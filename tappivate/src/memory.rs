// Copyright 2026 the Tappivate Authors
// SPDX-License-Identifier: Apache-2.0 OR MIT

//! An in-memory [`Document`] for tests and headless hosts.
//!
//! [`MemoryDocument`] is a plain arena tree: every node has an optional role
//! attribute and a set of markers. Nodes are never removed.
//!
//! ```
//! use tappivate::host::{ACTIVE, Document};
//! use tappivate::memory::MemoryDocument;
//!
//! let mut doc = MemoryDocument::new();
//! let list = doc.append(doc.root(), Some("list"));
//! let a = doc.append(list, None);
//! let b = doc.append(list, None);
//!
//! doc.add_marker(b, ACTIVE);
//! assert_eq!(doc.siblings(a, Some(ACTIVE)), vec![b]);
//! assert_eq!(doc.siblings(a, None), vec![b]);
//! ```

use alloc::string::String;
use alloc::vec::Vec;

use crate::host::Document;

/// Handle to a node in a [`MemoryDocument`].
#[derive(Copy, Clone, Debug, PartialEq, Eq, Hash, PartialOrd, Ord)]
pub struct NodeId(usize);

#[derive(Clone, Debug, Default)]
struct Node {
    parent: Option<NodeId>,
    children: Vec<NodeId>,
    role: Option<String>,
    markers: Vec<String>,
}

/// An arena-backed element tree.
#[derive(Clone, Debug)]
pub struct MemoryDocument {
    nodes: Vec<Node>,
}

impl Default for MemoryDocument {
    fn default() -> Self {
        Self::new()
    }
}

impl MemoryDocument {
    /// Creates a document holding only a root node.
    #[must_use]
    pub fn new() -> Self {
        Self {
            nodes: alloc::vec![Node::default()],
        }
    }

    /// Returns the root node.
    #[must_use]
    pub const fn root(&self) -> NodeId {
        NodeId(0)
    }

    /// Appends a new last child to `parent`, with an optional role attribute.
    ///
    /// # Panics
    ///
    /// Panics if `parent` does not belong to this document.
    pub fn append(&mut self, parent: NodeId, role: Option<&str>) -> NodeId {
        let id = NodeId(self.nodes.len());
        self.nodes[parent.0].children.push(id);
        self.nodes.push(Node {
            parent: Some(parent),
            role: role.map(String::from),
            ..Node::default()
        });
        id
    }

    /// Replaces the role attribute of `node`.
    pub fn set_role(&mut self, node: NodeId, role: Option<&str>) {
        self.nodes[node.0].role = role.map(String::from);
    }

    /// Returns the markers on `node`, in the order they were added.
    #[must_use]
    pub fn markers(&self, node: NodeId) -> Vec<&str> {
        self.nodes[node.0].markers.iter().map(String::as_str).collect()
    }

    /// Returns every node bearing `name`, in creation order.
    #[must_use]
    pub fn with_marker(&self, name: &str) -> Vec<NodeId> {
        (0..self.nodes.len())
            .map(NodeId)
            .filter(|&id| self.has_marker(id, name))
            .collect()
    }
}

impl Document for MemoryDocument {
    type Element = NodeId;

    fn parent(&self, element: NodeId) -> Option<NodeId> {
        self.nodes[element.0].parent
    }

    fn children(&self, element: NodeId) -> impl Iterator<Item = NodeId> + '_ {
        self.nodes[element.0].children.iter().copied()
    }

    fn role_attr(&self, element: NodeId) -> Option<&str> {
        self.nodes[element.0].role.as_deref()
    }

    fn has_marker(&self, element: NodeId, name: &str) -> bool {
        self.nodes[element.0].markers.iter().any(|m| m == name)
    }

    fn add_marker(&mut self, element: NodeId, name: &str) {
        if !self.has_marker(element, name) {
            self.nodes[element.0].markers.push(name.into());
        }
    }

    fn remove_marker(&mut self, element: NodeId, name: &str) {
        self.nodes[element.0].markers.retain(|m| m != name);
    }
}

#[cfg(test)]
mod tests {
    use super::*;
    use crate::host::{ACTIVE, SELECTED};
    use alloc::vec;

    #[test]
    fn markers_are_idempotent() {
        let mut doc = MemoryDocument::new();
        let n = doc.append(doc.root(), None);
        doc.add_marker(n, ACTIVE);
        doc.add_marker(n, ACTIVE);
        assert_eq!(doc.markers(n), vec![ACTIVE]);
        doc.remove_marker(n, ACTIVE);
        doc.remove_marker(n, ACTIVE);
        assert!(doc.markers(n).is_empty());
    }

    #[test]
    fn root_has_no_siblings() {
        let doc = MemoryDocument::new();
        assert!(doc.siblings(doc.root(), None).is_empty());
    }

    #[test]
    fn siblings_filter_by_marker() {
        let mut doc = MemoryDocument::new();
        let list = doc.append(doc.root(), Some("list"));
        let a = doc.append(list, None);
        let b = doc.append(list, None);
        let c = doc.append(list, None);
        doc.add_marker(c, SELECTED);

        assert_eq!(doc.siblings(a, None), vec![b, c]);
        assert_eq!(doc.siblings(a, Some(SELECTED)), vec![c]);
        assert!(doc.siblings(c, Some(SELECTED)).is_empty());
    }

    #[test]
    fn roles_can_change() {
        let mut doc = MemoryDocument::new();
        let n = doc.append(doc.root(), Some("btn"));
        assert_eq!(doc.role_attr(n), Some("btn"));
        doc.set_role(n, None);
        assert_eq!(doc.role_attr(n), None);
    }
}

INSTRUCTIONS TO FOLLOW >> The expected output is the complete listing, word for word.

PROBLEM SOLUTION >>
filename tappivate/src/memory.rs
// Copyright 2026 the Tappivate Authors
// SPDX-License-Identifier: Apache-2.0 OR MIT

//! An in-memory [`Document`] for tests and headless hosts.
//!
//! [`MemoryDocument`] is a plain arena tree: every node has an optional role
//! attribute and a set of markers. Nodes are never removed.
//!
//! ```
//! use tappivate::host::{ACTIVE, Document};
//! use tappivate::memory::MemoryDocument;
//!
//! let mut doc = MemoryDocument::new();
//! let list = doc.append(doc.root(), Some("list"));
//! let a = doc.append(list, None);
//! let b = doc.append(list, None);
//!
//! doc.add_marker(b, ACTIVE);
//! assert_eq!(doc.siblings(a, Some(ACTIVE)), vec![b]);
//! assert_eq!(doc.siblings(a, None), vec![b]);
//! ```

use alloc::string::String;
use alloc::vec::Vec;

use crate::host::Document;

/// Handle to a node in a [`MemoryDocument`].
#[derive(Copy, Clone, Debug, PartialEq, Eq, Hash, PartialOrd, Ord)]
pub struct NodeId(usize);

#[derive(Clone, Debug, Default)]
struct Node {
    parent: Option<NodeId>,
    children: Vec<NodeId>,
    role: Option<String>,
    markers: Vec<String>,
}

/// An arena-backed element tree.
#[derive(Clone, Debug)]
pub struct MemoryDocument {
    nodes: Vec<Node>,
}

impl Default for MemoryDocument {
    fn default() -> Self {
        Self::new()
    }
}

impl MemoryDocument {
    /// Creates a document holding only a root node.
    #[must_use]
    pub fn new() -> Self {
        Self {
            nodes: alloc::vec![Node::default()],
        }
    }

    /// Returns the root node.
    #[must_use]
    pub const fn root(&self) -> NodeId {
        NodeId(0)
    }

    /// Appends a new last child to `parent`, with an optional role attribute.
    ///
    /// # Panics
    ///
    /// Panics if `parent` does not belong to this document.
    pub fn append(&mut self, parent: NodeId, role: Option<&str>) -> NodeId {
        let id = NodeId(self.nodes.len());
        self.nodes[parent.0].children.push(id);
        self.nodes.push(Node {
            parent: Some(parent),
            role: role.map(String::from),
            ..Node::default()
        });
        id
    }

    /// Replaces the role attribute of `node`.
    pub fn set_role(&mut self, node: NodeId, role: Option<&str>) {
        self.nodes[node.0].role = role.map(String::from);
    }

    /// Returns the markers on `node`, in the order they were added.
    #[must_use]
    pub fn markers(&self, node: NodeId) -> Vec<&str> {
        self.nodes[node.0].markers.iter().map(String::as_str).collect()
    }

    /// Returns every node bearing `name`, in creation order.
    #[must_use]
    pub fn with_marker(&self, name: &str) -> Vec<NodeId> {
        (0..self.nodes.len())
            .map(NodeId)
            .filter(|&id| self.has_marker(id, name))
            .collect()
    }
}

impl Document for MemoryDocument {
    type Element = NodeId;

    fn parent(&self, element: NodeId) -> Option<NodeId> {
        self.nodes[element.0].parent
    }

    fn children(&self, element: NodeId) -> impl Iterator<Item = NodeId> + '_ {
        self.nodes[element.0].children.iter().copied()
    }

    fn role_attr(&self, element: NodeId) -> Option<&str> {
        self.nodes[element.0].role.as_deref()
    }

    fn has_marker(&self, element: NodeId, name: &str) -> bool {
        self.nodes[element.0].markers.iter().any(|m| m == name)
    }

    fn add_marker(&mut self, element: NodeId, name: &str) {
        if !self.has_marker(element, name) {
            self.nodes[element.0].markers.push(name.into());
        }
    }

    fn remove_marker(&mut self, element: NodeId, name: &str) {
        self.nodes[element.0].markers.retain(|m| m != name);
    }
}

#[cfg(test)]
mod tests {
    use super::*;
    use crate::host::{ACTIVE, SELECTED};
    use alloc::vec;

    #[test]
    fn markers_are_idempotent() {
        let mut doc = MemoryDocument::new();
        let n = doc.append(doc.root(), None);
        doc.add_marker(n, ACTIVE);
        doc.add_marker(n, ACTIVE);
        assert_eq!(doc.markers(n), vec![ACTIVE]);
        doc.remove_marker(n, ACTIVE);
        doc.remove_marker(n, ACTIVE);
        assert!(doc.markers(n).is_empty());
    }

    #[test]
    fn root_has_no_siblings() {
        let doc = MemoryDocument::new();
        assert!(doc.siblings(doc.root(), None).is_empty());
    }

    #[test]
    fn siblings_filter_by_marker() {
        let mut doc = MemoryDocument::new();
        let list = doc.append(doc.root(), Some("list"));
        let a = doc.append(list, None);
        let b = doc.append(list, None);
        let c = doc.append(list, None);
        doc.add_marker(c, SELECTED);

        assert_eq!(doc.siblings(a, None), vec![b, c]);
        assert_eq!(doc.siblings(a, Some(SELECTED)), vec![c]);
        assert!(doc.siblings(c, Some(SELECTED)).is_empty());
    }

    #[test]
    fn roles_can_change() {
        let mut doc = MemoryDocument::new();
        let n = doc.append(doc.root(), Some("btn"));
        assert_eq!(doc.role_attr(n), Some("btn"));
        doc.set_role(n, None);
        assert_eq!(doc.role_attr(n), None);
    }
}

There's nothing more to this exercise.